## Stored data entries
+ + + + + + +

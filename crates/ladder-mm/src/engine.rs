//! Ladder engine control loop.
//!
//! One engine owns one [`AnchorState`] and drives one adapter. Every poll
//! it checks two timers:
//!
//! - rebalance timer: fetch the reference price, then full rebalance or
//!   refill-only per [`decide`]
//! - refill timer: top up missing levels around the current anchor
//!
//! At most one of the two paths runs per poll. Adapter calls are awaited
//! one at a time, bid side first in dual mode.

use std::sync::Arc;

use ladder_core::{Price, Side};
use ladder_exchange::DynExchange;
use ladder_feed::{normalize_ticker, reference_symbol, DynPriceFeed};
use ladder_telemetry::Metrics;
use rand::rngs::StdRng;
use rand::SeedableRng;
use rust_decimal::prelude::ToPrimitive;
use rust_decimal::Decimal;
use tokio::time::Instant;
use tokio_util::sync::CancellationToken;
use tracing::{debug, error, info, info_span, warn, Instrument};

use crate::allocator::BudgetAllocator;
use crate::budget::check_initial_balance;
use crate::config::{EngineConfig, EngineMode};
use crate::error::EngineResult;
use crate::maintenance::{startup_cleanup, top_up, trim_excess};
use crate::planner::LadderPlanner;
use crate::policy::{decide, BookOccupancy, Decision, RebalanceReason};
use crate::sequencer::{OrderSequencer, SequenceOutcome};
use crate::state::{AnchorState, EnginePhase};

/// What the rebalance timer did on a tick.
#[derive(Debug, Clone, Copy, PartialEq, Eq)]
pub enum SyncOutcome {
    /// Reference price unavailable; nothing changed.
    Skipped,
    Rebalanced(RebalanceReason),
    /// Bait could not be placed on any side; anchor unchanged.
    Aborted,
    Refilled,
}

pub struct Engine {
    config: Arc<EngineConfig>,
    feed: DynPriceFeed,
    sequencer: OrderSequencer,
    planner: LadderPlanner,
    allocator: BudgetAllocator,
    state: AnchorState,
    ticker: String,
    symbol: String,
    rng: StdRng,
}

impl Engine {
    /// Build an engine. The configuration is validated here.
    pub fn new(config: EngineConfig, feed: DynPriceFeed, exchange: DynExchange) -> EngineResult<Self> {
        config.validate()?;
        let ticker = normalize_ticker(&config.ticker);
        let symbol = reference_symbol(&ticker);
        let config = Arc::new(config);

        Ok(Self {
            planner: LadderPlanner::new(config.step_percent),
            allocator: BudgetAllocator::new(config.distribution_mode),
            sequencer: OrderSequencer::new(exchange, Arc::clone(&config), ticker.clone()),
            config,
            feed,
            state: AnchorState::new(),
            ticker,
            symbol,
            rng: StdRng::from_entropy(),
        })
    }

    /// Use a fixed seed for the jitter draw.
    pub fn with_rng_seed(mut self, seed: u64) -> Self {
        self.rng = StdRng::seed_from_u64(seed);
        self
    }

    pub fn config(&self) -> &EngineConfig {
        &self.config
    }

    pub fn state(&self) -> &AnchorState {
        &self.state
    }

    pub fn ticker(&self) -> &str {
        &self.ticker
    }

    /// Reference-venue symbol, e.g. `BTCUSDT`.
    pub fn symbol(&self) -> &str {
        &self.symbol
    }

    /// Startup: dual-side balance validation, then cleanup.
    ///
    /// # Errors
    /// Fatal errors only: insufficient startup balance, a reference price
    /// that cannot be read for that check, or a book that will not clear.
    pub async fn start(&mut self) -> EngineResult<()> {
        info!(
            ticker = %self.ticker,
            symbol = %self.symbol,
            mode = %self.config.mode,
            levels = self.config.levels,
            step_percent = %self.config.step_percent,
            distribution = self.config.distribution_mode.as_str(),
            "Engine starting"
        );

        if self.config.mode.is_dual() {
            let reference = self.feed.get_price(&self.symbol).await?;
            let exchange = self.sequencer.exchange();
            let quote = exchange.get_available_balance(Side::Bid).await?;
            let base = exchange.get_available_balance(Side::Ask).await?;
            info!(%reference, %quote, %base, "Validating initial balance");
            check_initial_balance(&self.config, reference, quote, base)?;
        }

        startup_cleanup(&self.sequencer).await
    }

    /// Run until `cancel` fires or a fatal error occurs.
    ///
    /// Calls [`Engine::start`] first. Non-fatal errors are logged and the
    /// loop carries on at the next poll.
    pub async fn run(&mut self, cancel: CancellationToken) -> EngineResult<()> {
        let span = info_span!("engine", ticker = %self.ticker, mode = %self.config.mode);
        async move {
            self.start().await?;
            let poll = self.config.timing.poll_interval();

            loop {
                if cancel.is_cancelled() {
                    break;
                }
                match self.tick().await {
                    Ok(()) => {}
                    Err(e) if e.is_fatal() => {
                        error!(error = %e, "Fatal engine error");
                        return Err(e);
                    }
                    Err(e) => warn!(error = %e, "Tick failed, continuing"),
                }

                tokio::select! {
                    _ = cancel.cancelled() => break,
                    _ = tokio::time::sleep(poll) => {}
                }
            }

            info!("Engine stopped");
            Ok(())
        }
        .instrument(span)
        .await
    }

    /// One poll: rebalance timer, then refill timer.
    pub async fn tick(&mut self) -> EngineResult<()> {
        let mut synced = false;
        if self
            .state
            .rebalance_due(Instant::now(), self.config.rebalance_interval())
        {
            synced = self.sync_with_reference().await? != SyncOutcome::Skipped;
        }

        if !synced
            && self
                .state
                .refill_due(Instant::now(), self.config.refill_interval())
        {
            self.refill_missing().await?;
        }
        Ok(())
    }

    /// Rebalance timer body: fetch the reference, then pick a path.
    pub async fn sync_with_reference(&mut self) -> EngineResult<SyncOutcome> {
        let price = match self.feed.get_price(&self.symbol).await {
            Ok(price) => price.normalize(),
            Err(e) => {
                Metrics::feed_failure(&self.ticker);
                warn!(symbol = %self.symbol, error = %e, "Reference price unavailable, skipping tick");
                return Ok(SyncOutcome::Skipped);
            }
        };

        let occupancy = self.occupancy().await?;
        let prev = self.state.prev_anchor_price();
        let decision = decide(
            self.config.mode,
            prev,
            price,
            occupancy,
            self.config.dual_rebalance_threshold_percent,
        );
        debug!(
            %price,
            prev = ?prev.map(|p| p.to_string()),
            change_pct = ?prev.and_then(|p| price.pct_from(p)).map(|c| c.round_dp(4).to_string()),
            bid_orders = occupancy.bid,
            ask_orders = occupancy.ask,
            ?decision,
            "Reference sync"
        );

        match decision {
            Decision::FullRebalance(reason) => self.full_rebalance(price, reason).await,
            Decision::RefillOnly => {
                self.refill_only(price).await?;
                Ok(SyncOutcome::Refilled)
            }
        }
    }

    /// Trim, bait/sweep/anchor per side, ladder fill, then adopt `price`
    /// as the anchor.
    ///
    /// A side whose bait fails is skipped and left to the refill timer.
    /// The anchor moves as long as one side was established.
    pub async fn full_rebalance(
        &mut self,
        price: Price,
        reason: RebalanceReason,
    ) -> EngineResult<SyncOutcome> {
        if !self.state.try_begin(EnginePhase::Rebalancing) {
            warn!("Rebalance already in progress - skip");
            return Ok(SyncOutcome::Skipped);
        }
        let result = self.run_full_rebalance(price, reason).await;
        self.state.finish();
        result
    }

    async fn run_full_rebalance(
        &mut self,
        price: Price,
        reason: RebalanceReason,
    ) -> EngineResult<SyncOutcome> {
        let adjustment = self.draw_adjustment();
        let quoted = quoted_price(price, adjustment);
        info!(
            %reason,
            reference = %price,
            %adjustment,
            %quoted,
            "Full rebalance"
        );

        if self.config.excess_order_removal {
            for &side in self.config.mode.sides() {
                trim_excess(&self.sequencer, side).await?;
            }
        }

        let mut established = Vec::with_capacity(2);
        for &side in self.config.mode.sides() {
            let target = self.target(side, quoted);
            match self.sequencer.establish(side, target, price).await {
                Ok(SequenceOutcome::Established { anchor: None, .. }) => {
                    warn!(side = %side, %target, "Quote established without anchor order");
                }
                Ok(SequenceOutcome::Established { .. }) => {}
                Ok(SequenceOutcome::SweepAbandoned(abort)) => {
                    warn!(side = %side, %target, reason = abort.as_str(), "Sweep abandoned, ladder only");
                }
                Err(e) => {
                    error!(side = %side, error = %e, "Side skipped for this rebalance");
                    continue;
                }
            }
            established.push(side);
        }

        if established.is_empty() {
            error!(%reason, "Rebalance aborted");
            self.state.stamp_rebalance(Instant::now());
            return Ok(SyncOutcome::Aborted);
        }

        // Orders are already resting: a failed ladder read or fill must not
        // leave the anchor state behind the book.
        for &side in &established {
            let target = self.target(side, quoted);
            if let Err(e) = top_up(
                &self.sequencer,
                &self.planner,
                &self.allocator,
                side,
                target,
                price,
            )
            .await
            {
                warn!(side = %side, error = %e, "Ladder fill failed, refill timer will retry");
            }
        }

        self.state
            .record_full_rebalance(price, adjustment, Instant::now());
        Metrics::rebalance(&self.ticker, reason.as_str());
        Metrics::anchor_price(&self.ticker, price.inner().to_f64().unwrap_or_default());
        self.publish_occupancy().await;
        info!(%reason, anchor = %price, "Rebalance complete");
        Ok(SyncOutcome::Rebalanced(reason))
    }

    /// Move the anchor to `price` without re-establishing the quote, then
    /// top up every side in play.
    pub async fn refill_only(&mut self, price: Price) -> EngineResult<()> {
        if !self.state.try_begin(EnginePhase::Refilling) {
            return Ok(());
        }
        self.state.record_refill_only(price);
        self.state.stamp_rebalance(Instant::now());
        info!(anchor = %price, "Refill only");

        let result = self.top_up_all(price).await;
        self.state.finish();
        result?;

        Metrics::refill(&self.ticker, "sync");
        Metrics::anchor_price(&self.ticker, price.inner().to_f64().unwrap_or_default());
        self.publish_occupancy().await;
        Ok(())
    }

    /// Refill timer body: top up around the current anchor.
    ///
    /// No-op before the first rebalance. Stamps `last_refill` either way.
    pub async fn refill_missing(&mut self) -> EngineResult<()> {
        let Some(anchor) = self.state.anchor_price() else {
            self.state.stamp_refill(Instant::now());
            return Ok(());
        };
        if !self.state.try_begin(EnginePhase::Refilling) {
            return Ok(());
        }

        let result = self.top_up_all(anchor).await;
        self.state.finish();
        self.state.stamp_refill(Instant::now());
        let placed = result?;

        if placed > 0 {
            Metrics::refill(&self.ticker, "timer");
            info!(placed, "Refilled missing levels");
        }
        self.publish_occupancy().await;
        Ok(())
    }

    async fn top_up_all(&self, reference: Price) -> EngineResult<usize> {
        let quoted = self.state.quoted_anchor().unwrap_or(reference);
        let mut placed = 0;
        for &side in self.config.mode.sides() {
            placed += top_up(
                &self.sequencer,
                &self.planner,
                &self.allocator,
                side,
                self.target(side, quoted),
                reference,
            )
            .await?;
        }
        Ok(placed)
    }

    /// Establish price for `side` around the quoted anchor.
    ///
    /// Dual engines split by half a step so the two anchor orders never
    /// cross each other.
    fn target(&self, side: Side, quoted: Price) -> Price {
        match self.config.mode {
            EngineMode::Single(_) => quoted.normalize(),
            EngineMode::Dual => {
                let half_step = self.config.step_fraction() / Decimal::TWO;
                (quoted * side.away_factor(half_step)).normalize()
            }
        }
    }

    /// Jitter for the next full rebalance, percent. Zero when disabled.
    fn draw_adjustment(&mut self) -> Decimal {
        self.config.jitter.draw(&mut self.rng)
    }

    async fn occupancy(&self) -> EngineResult<BookOccupancy> {
        let mut occupancy = BookOccupancy::default();
        for &side in self.config.mode.sides() {
            let count = self.sequencer.exchange().read_open_orders(side).await?.len();
            occupancy.set(side, count);
        }
        Ok(occupancy)
    }

    async fn publish_occupancy(&self) {
        match self.occupancy().await {
            Ok(occupancy) => {
                for &side in self.config.mode.sides() {
                    Metrics::resting_orders(&self.ticker, side.as_str(), occupancy.count(side));
                }
            }
            Err(e) => debug!(error = %e, "Occupancy gauge not updated"),
        }
    }
}

/// Reference shifted by `adjustment` percent.
pub fn quoted_price(reference: Price, adjustment: Decimal) -> Price {
    (reference * (Decimal::ONE + adjustment / Decimal::ONE_HUNDRED)).normalize()
}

+ + + + + + +

## Exercise requirements
Only certain lines are wanted. Please return exactly those from the top of the data through the line with "use crate::error::EngineResult;".

## Result
filename crates/ladder-mm/src/engine.rs
//! Ladder engine control loop.
//!
//! One engine owns one [`AnchorState`] and drives one adapter. Every poll
//! it checks two timers:
//!
//! - rebalance timer: fetch the reference price, then full rebalance or
//!   refill-only per [`decide`]
//! - refill timer: top up missing levels around the current anchor
//!
//! At most one of the two paths runs per poll. Adapter calls are awaited
//! one at a time, bid side first in dual mode.

use std::sync::Arc;

use ladder_core::{Price, Side};
use ladder_exchange::DynExchange;
use ladder_feed::{normalize_ticker, reference_symbol, DynPriceFeed};
use ladder_telemetry::Metrics;
use rand::rngs::StdRng;
use rand::SeedableRng;
use rust_decimal::prelude::ToPrimitive;
use rust_decimal::Decimal;
use tokio::time::Instant;
use tokio_util::sync::CancellationToken;
use tracing::{debug, error, info, info_span, warn, Instrument};

use crate::allocator::BudgetAllocator;
use crate::budget::check_initial_balance;
use crate::config::{EngineConfig, EngineMode};
use crate::error::EngineResult;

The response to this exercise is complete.